▶ [WHAT YOU WILL DO] Your task is to transcribe, without alteration, the lines from the top of the material below through the line bearing "filename crates/drafthubapp/src/error.rs", inclusive.

▶ [SOURCE INFORMATION]
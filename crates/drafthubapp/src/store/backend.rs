use crate::error::Result;
use async_trait::async_trait;

/// Abstract interface for raw draft-collection I/O.
/// This trait handles the "where" of storage (file, memory, remote blob),
/// while [`super::DraftStore`] handles the "what" (validation, ids, ordering).
///
/// The collection is always read and written as one document; there are no
/// partial updates.
#[async_trait]
pub trait BackingStore: Send + Sync {
    /// Read the serialized collection.
    /// Returns Ok(None) if nothing has been written yet.
    /// Returns Err only on actual I/O failures (permissions, unreachable service).
    async fn read(&self) -> Result<Option<Vec<u8>>>;

    /// Replace the serialized collection.
    /// MUST be atomic (e.g. write to tmp then rename) so readers never see a torn document.
    async fn write(&self, bytes: &[u8]) -> Result<()>;

    /// Human readable location, used in logs and `drafthub config`.
    fn location(&self) -> String;
}
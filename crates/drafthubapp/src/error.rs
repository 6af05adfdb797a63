use thiserror::Error;

#[derive(Error, Debug)]
pub enum DrafthubError {
    #[error("Missing publish credentials: {}", .0.join(", "))]
    MissingCredentials(Vec<&'static str>),

    #[error("Failed to publish {title}: {}", describe_remote(.status, .message))]
    RemoteWriteFailure {
        title: String,
        status: Option<u16>,
        message: String,
    },

    #[error("Failed to fetch {path}: {}", describe_remote(.status, .message))]
    RemoteReadFailure {
        path: String,
        status: Option<u16>,
        message: String,
    },

    #[error("Backing store unavailable: {0}")]
    BackingStoreUnavailable(String),

    #[error("IO error: {0}")]
    Io(#[from] std::io::Error),

    #[error("Serialization error: {0}")]
    Serialization(#[from] serde_json::Error),

    #[error("Config error: {0}")]
    Config(String),

    #[error("Api Error: {0}")]
    Api(String),
}

fn describe_remote(status: &Option<u16>, message: &str) -> String {
    match status {
        Some(code) => format!("{} - {}", code, message),
        None => message.to_string(),
    }
}

pub type Result<T> = std::result::Result<T, DrafthubError>;

#[cfg(test)]
mod tests {
    use super::*;

    #[test]
    fn remote_write_failure_names_title_and_status() {
        let err = DrafthubError::RemoteWriteFailure {
            title: "My Post".into(),
            status: Some(409),
            message: "conflict".into(),
        };
        assert_eq!(err.to_string(), "Failed to publish My Post: 409 - conflict");
    }

    #[test]
    fn transport_failure_has_no_status_prefix() {
        let err = DrafthubError::RemoteWriteFailure {
            title: "My Post".into(),
            status: None,
            message: "timed out".into(),
        };
        assert_eq!(err.to_string(), "Failed to publish My Post: timed out");
    }

    #[test]
    fn missing_credentials_lists_parts() {
        let err = DrafthubError::MissingCredentials(vec!["repository", "token"]);
        assert_eq!(
            err.to_string(),
            "Missing publish credentials: repository, token"
        );
    }
}
//! # Configuration
//!
//! drafthub configuration is a [`confique`] struct loaded in layers:
//!
//! 1. **Environment variables**: `DRAFTHUB_OWNER`, `DRAFTHUB_REPO`, `GITHUB_TOKEN`, ...
//! 2. **Config file**: `drafthub.toml` in the OS config directory (via the
//!    `directories` crate), or the file passed with `--config`.
//! 3. **Compiled defaults**: via `#[config(default = ...)]`.
//!
//! Command-line flags sit above all of these; the CLI applies them after loading.
//!
//! ## Available Settings
//!
//! | Key | Default | Description |
//! |-----|---------|-------------|
//! | `owner` | (none) | Account or organization that owns the target repository |
//! | `repo` | (none) | Target repository name |
//! | `token` | (none) | GitHub token with contents write access |
//! | `base_dir` | `contents` | Directory published files are placed in |
//! | `branch` | `main` | Branch commits are made on |
//! | `api_url` | `https://api.github.com` | API root (GitHub Enterprise: `https://host/api/v3`) |
//! | `request_timeout_secs` | `30` | Per-request HTTP timeout |
//! | `source_owner` | `owner` | Owner of the repository `drafthub show` reads from |
//! | `source_repo` | `repo` | Repository `drafthub show` reads from |
//! | `source_path` | `README.md` | File `drafthub show` renders |
//!
//! ## Saved Configuration
//!
//! `drafthub config set/unset` edit the TOML file directly, touching only the
//! key given, so values that came from defaults are never frozen into the file.

use crate::error::{DrafthubError, Result};
use crate::model::PublishCredentials;
use crate::publish::PublishTarget;
use crate::remote::FileSource;
use confique::Config;
use serde::{Deserialize, Serialize};
use std::fs;
use std::path::{Path, PathBuf};
use std::time::Duration;

pub const CONFIG_FILENAME: &str = "drafthub.toml";

/// Every key `config get/set/unset` accepts, in display order.
pub const KEYS: &[&str] = &[
    "owner",
    "repo",
    "token",
    "base_dir",
    "branch",
    "api_url",
    "request_timeout_secs",
    "source_owner",
    "source_repo",
    "source_path",
];

/// Configuration for drafthub, stored in `drafthub.toml`.
#[derive(Config, Serialize, Deserialize, Debug, Clone, PartialEq, Eq)]
pub struct DrafthubConfig {
    /// Account or organization owning the publish repository.
    #[config(env = "DRAFTHUB_OWNER")]
    pub owner: Option<String>,

    /// Repository drafts are published to.
    #[config(env = "DRAFTHUB_REPO")]
    pub repo: Option<String>,

    /// GitHub token used for writes.
    #[config(env = "GITHUB_TOKEN")]
    pub token: Option<String>,

    /// Directory inside the repository that receives the Markdown files.
    #[config(default = "contents", env = "DRAFTHUB_BASE_DIR")]
    pub base_dir: String,

    /// Branch the commits go to.
    #[config(default = "main", env = "DRAFTHUB_BRANCH")]
    pub branch: String,

    /// GitHub API root.
    #[config(default = "https://api.github.com", env = "DRAFTHUB_API_URL")]
    pub api_url: String,

    /// Timeout for each HTTP request, in seconds.
    #[config(default = 30, env = "DRAFTHUB_TIMEOUT_SECS")]
    pub request_timeout_secs: u64,

    /// Owner of the repository `show` reads from. Falls back to `owner`.
    #[config(env = "DRAFTHUB_SOURCE_OWNER")]
    pub source_owner: Option<String>,

    /// Repository `show` reads from. Falls back to `repo`.
    #[config(env = "DRAFTHUB_SOURCE_REPO")]
    pub source_repo: Option<String>,

    /// File `show` renders.
    #[config(default = "README.md", env = "DRAFTHUB_SOURCE_PATH")]
    pub source_path: String,
}

impl DrafthubConfig {
    /// Load from environment, then `file` (if it exists), then defaults.
    pub fn load(file: &Path) -> Result<Self> {
        Self::builder()
            .env()
            .file(file)
            .load()
            .map_err(|e| DrafthubError::Config(e.to_string()))
    }

    /// The compiled defaults alone, ignoring the environment and any file.
    pub fn defaults() -> Result<Self> {
        Self::builder()
            .load()
            .map_err(|e| DrafthubError::Config(e.to_string()))
    }

    /// Credentials from saved settings; empty strings where nothing is set.
    pub fn credentials(&self) -> PublishCredentials {
        PublishCredentials::new(
            self.owner.clone().unwrap_or_default(),
            self.repo.clone().unwrap_or_default(),
            self.token.clone().unwrap_or_default(),
        )
    }

    pub fn publish_target(&self) -> PublishTarget {
        PublishTarget {
            base_dir: self.base_dir.clone(),
            branch: self.branch.clone(),
        }
    }

    pub fn request_timeout(&self) -> Duration {
        Duration::from_secs(self.request_timeout_secs.max(1))
    }

    /// The file `show` renders, falling back to the publish repository.
    pub fn markdown_source(&self) -> Option<FileSource> {
        let owner = self.source_owner.clone().or_else(|| self.owner.clone())?;
        let repo = self.source_repo.clone().or_else(|| self.repo.clone())?;
        Some(FileSource {
            owner,
            repo,
            path: self.source_path.clone(),
        })
    }

    /// Value of `key` for display. The token is masked.
    pub fn display_value(&self, key: &str) -> Result<String> {
        let value = match key {
            "owner" => self.owner.clone(),
            "repo" => self.repo.clone(),
            "token" => self.token.as_ref().map(|t| mask_token(t)),
            "base_dir" => Some(self.base_dir.clone()),
            "branch" => Some(self.branch.clone()),
            "api_url" => Some(self.api_url.clone()),
            "request_timeout_secs" => Some(self.request_timeout_secs.to_string()),
            "source_owner" => self.source_owner.clone(),
            "source_repo" => self.source_repo.clone(),
            "source_path" => Some(self.source_path.clone()),
            other => return Err(unknown_key(other)),
        };
        Ok(value.unwrap_or_else(|| "(unset)".to_string()))
    }
}

/// Default location of the config file.
pub fn default_config_path() -> PathBuf {
    directories::ProjectDirs::from("", "", "drafthub")
        .map(|dirs| dirs.config_dir().join(CONFIG_FILENAME))
        .unwrap_or_else(|| PathBuf::from(CONFIG_FILENAME))
}

fn mask_token(token: &str) -> String {
    let chars: Vec<char> = token.chars().collect();
    if chars.len() <= 4 {
        return "****".to_string();
    }
    let tail: String = chars[chars.len() - 4..].iter().collect();
    format!("****{}", tail)
}

fn unknown_key(key: &str) -> DrafthubError {
    DrafthubError::Config(format!(
        "unknown key '{}' (expected one of: {})",
        key,
        KEYS.join(", ")
    ))
}

fn read_table(file: &Path) -> Result<toml::Table> {
    if !file.exists() {
        return Ok(toml::Table::new());
    }
    let content = fs::read_to_string(file)?;
    content
        .parse::<toml::Table>()
        .map_err(|e| DrafthubError::Config(format!("{}: {}", file.display(), e)))
}

fn write_table(file: &Path, table: &toml::Table) -> Result<()> {
    if let Some(dir) = file.parent() {
        if !dir.as_os_str().is_empty() {
            fs::create_dir_all(dir)?;
        }
    }
    let content =
        toml::to_string_pretty(table).map_err(|e| DrafthubError::Config(e.to_string()))?;
    fs::write(file, content)?;
    Ok(())
}

/// Persist `key = value` in `file`, keeping every other entry.
pub fn set_value(file: &Path, key: &str, value: &str) -> Result<()> {
    if !KEYS.contains(&key) {
        return Err(unknown_key(key));
    }
    let value = if key == "request_timeout_secs" {
        let secs: i64 = value.parse().map_err(|_| {
            DrafthubError::Config(format!("request_timeout_secs must be a number, got '{}'", value))
        })?;
        if secs <= 0 {
            return Err(DrafthubError::Config(
                "request_timeout_secs must be positive".to_string(),
            ));
        }
        toml::Value::Integer(secs)
    } else {
        toml::Value::String(value.to_string())
    };

    let mut table = read_table(file)?;
    table.insert(key.to_string(), value);
    write_table(file, &table)
}

/// Remove `key` from `file`. Returns whether it was present.
pub fn unset_value(file: &Path, key: &str) -> Result<bool> {
    if !KEYS.contains(&key) {
        return Err(unknown_key(key));
    }
    let mut table = read_table(file)?;
    let removed = table.remove(key).is_some();
    if removed {
        write_table(file, &table)?;
    }
    Ok(removed)
}
use super::backend::BackingStore;
use crate::error::{DrafthubError, Result};
use async_trait::async_trait;
use std::sync::atomic::{AtomicBool, AtomicUsize, Ordering};
use std::sync::Mutex;

/// In-memory backing store for testing.
///
/// Holds the serialized document exactly as a real store would, so tests also
/// exercise the JSON round trip.
#[derive(Default)]
pub struct MemBackend {
    document: Mutex<Option<Vec<u8>>>,
    simulate_write_error: AtomicBool,
    simulate_read_error: AtomicBool,
    writes: AtomicUsize,
}

impl MemBackend {
    pub fn new() -> Self {
        Self::default()
    }

    /// Backend pre-loaded with raw document bytes.
    pub fn with_document(bytes: impl Into<Vec<u8>>) -> Self {
        let backend = Self::default();
        *backend.lock() = Some(bytes.into());
        backend
    }

    /// Enable write error simulation for testing error handling.
    pub fn set_simulate_write_error(&self, simulate: bool) {
        self.simulate_write_error.store(simulate, Ordering::SeqCst);
    }

    /// Enable read error simulation for testing fail-open reads.
    pub fn set_simulate_read_error(&self, simulate: bool) {
        self.simulate_read_error.store(simulate, Ordering::SeqCst);
    }

    /// Raw bytes currently stored.
    pub fn document(&self) -> Option<Vec<u8>> {
        self.lock().clone()
    }

    /// Number of successful writes so far.
    pub fn write_count(&self) -> usize {
        self.writes.load(Ordering::SeqCst)
    }

    fn lock(&self) -> std::sync::MutexGuard<'_, Option<Vec<u8>>> {
        // A poisoned lock only means a test panicked mid-write; the bytes are still usable.
        self.document.lock().unwrap_or_else(|e| e.into_inner())
    }
}

#[async_trait]
impl BackingStore for MemBackend {
    async fn read(&self) -> Result<Option<Vec<u8>>> {
        if self.simulate_read_error.load(Ordering::SeqCst) {
            return Err(DrafthubError::BackingStoreUnavailable(
                "Simulated read error".to_string(),
            ));
        }
        Ok(self.lock().clone())
    }

    async fn write(&self, bytes: &[u8]) -> Result<()> {
        if self.simulate_write_error.load(Ordering::SeqCst) {
            return Err(DrafthubError::BackingStoreUnavailable(
                "Simulated write error".to_string(),
            ));
        }
        *self.lock() = Some(bytes.to_vec());
        self.writes.fetch_add(1, Ordering::SeqCst);
        Ok(())
    }

    fn location(&self) -> String {
        "memory://drafts".to_string()
    }
}
//! Terminal styles for the drafthub CLI.
//!
//! Rendering code asks for a semantic style (`title`, `muted`, `heading`)
//! and never picks colors itself. The palette sticks to the basic ANSI colors
//! so it reads the same on light and dark terminals.
//!
//! `console` drops the escape codes when stdout is not a terminal, so piped
//! output is plain text.

use console::Style;

#[derive(Debug, Clone)]
pub struct Theme {
    pub title: Style,
    pub muted: Style,
    pub index: Style,
    pub info: Style,
    pub success: Style,
    pub warning: Style,
    pub error: Style,
    pub heading: Style,
    pub code: Style,
    pub link: Style,
    pub config_key: Style,
}

impl Theme {
    pub fn new() -> Self {
        let muted = Style::new().dim();
        Self {
            title: Style::new().bold(),
            index: Style::new().yellow(),
            info: muted.clone(),
            success: Style::new().green(),
            warning: Style::new().yellow().bold(),
            error: Style::new().red().bold(),
            heading: Style::new().cyan().bold(),
            code: Style::new().magenta(),
            link: Style::new().blue().underlined(),
            config_key: Style::new().cyan(),
            muted,
        }
    }
}

impl Default for Theme {
    fn default() -> Self {
        Self::new()
    }
}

▶ [RESULT OF THIS TASK]
filename crates/drafthubapp/src/store/backend.rs
use crate::error::Result;
use async_trait::async_trait;

/// Abstract interface for raw draft-collection I/O.
/// This trait handles the "where" of storage (file, memory, remote blob),
/// while [`super::DraftStore`] handles the "what" (validation, ids, ordering).
///
/// The collection is always read and written as one document; there are no
/// partial updates.
#[async_trait]
pub trait BackingStore: Send + Sync {
    /// Read the serialized collection.
    /// Returns Ok(None) if nothing has been written yet.
    /// Returns Err only on actual I/O failures (permissions, unreachable service).
    async fn read(&self) -> Result<Option<Vec<u8>>>;

    /// Replace the serialized collection.
    /// MUST be atomic (e.g. write to tmp then rename) so readers never see a torn document.
    async fn write(&self, bytes: &[u8]) -> Result<()>;

    /// Human readable location, used in logs and `drafthub config`.
    fn location(&self) -> String;
}
filename crates/drafthubapp/src/error.rs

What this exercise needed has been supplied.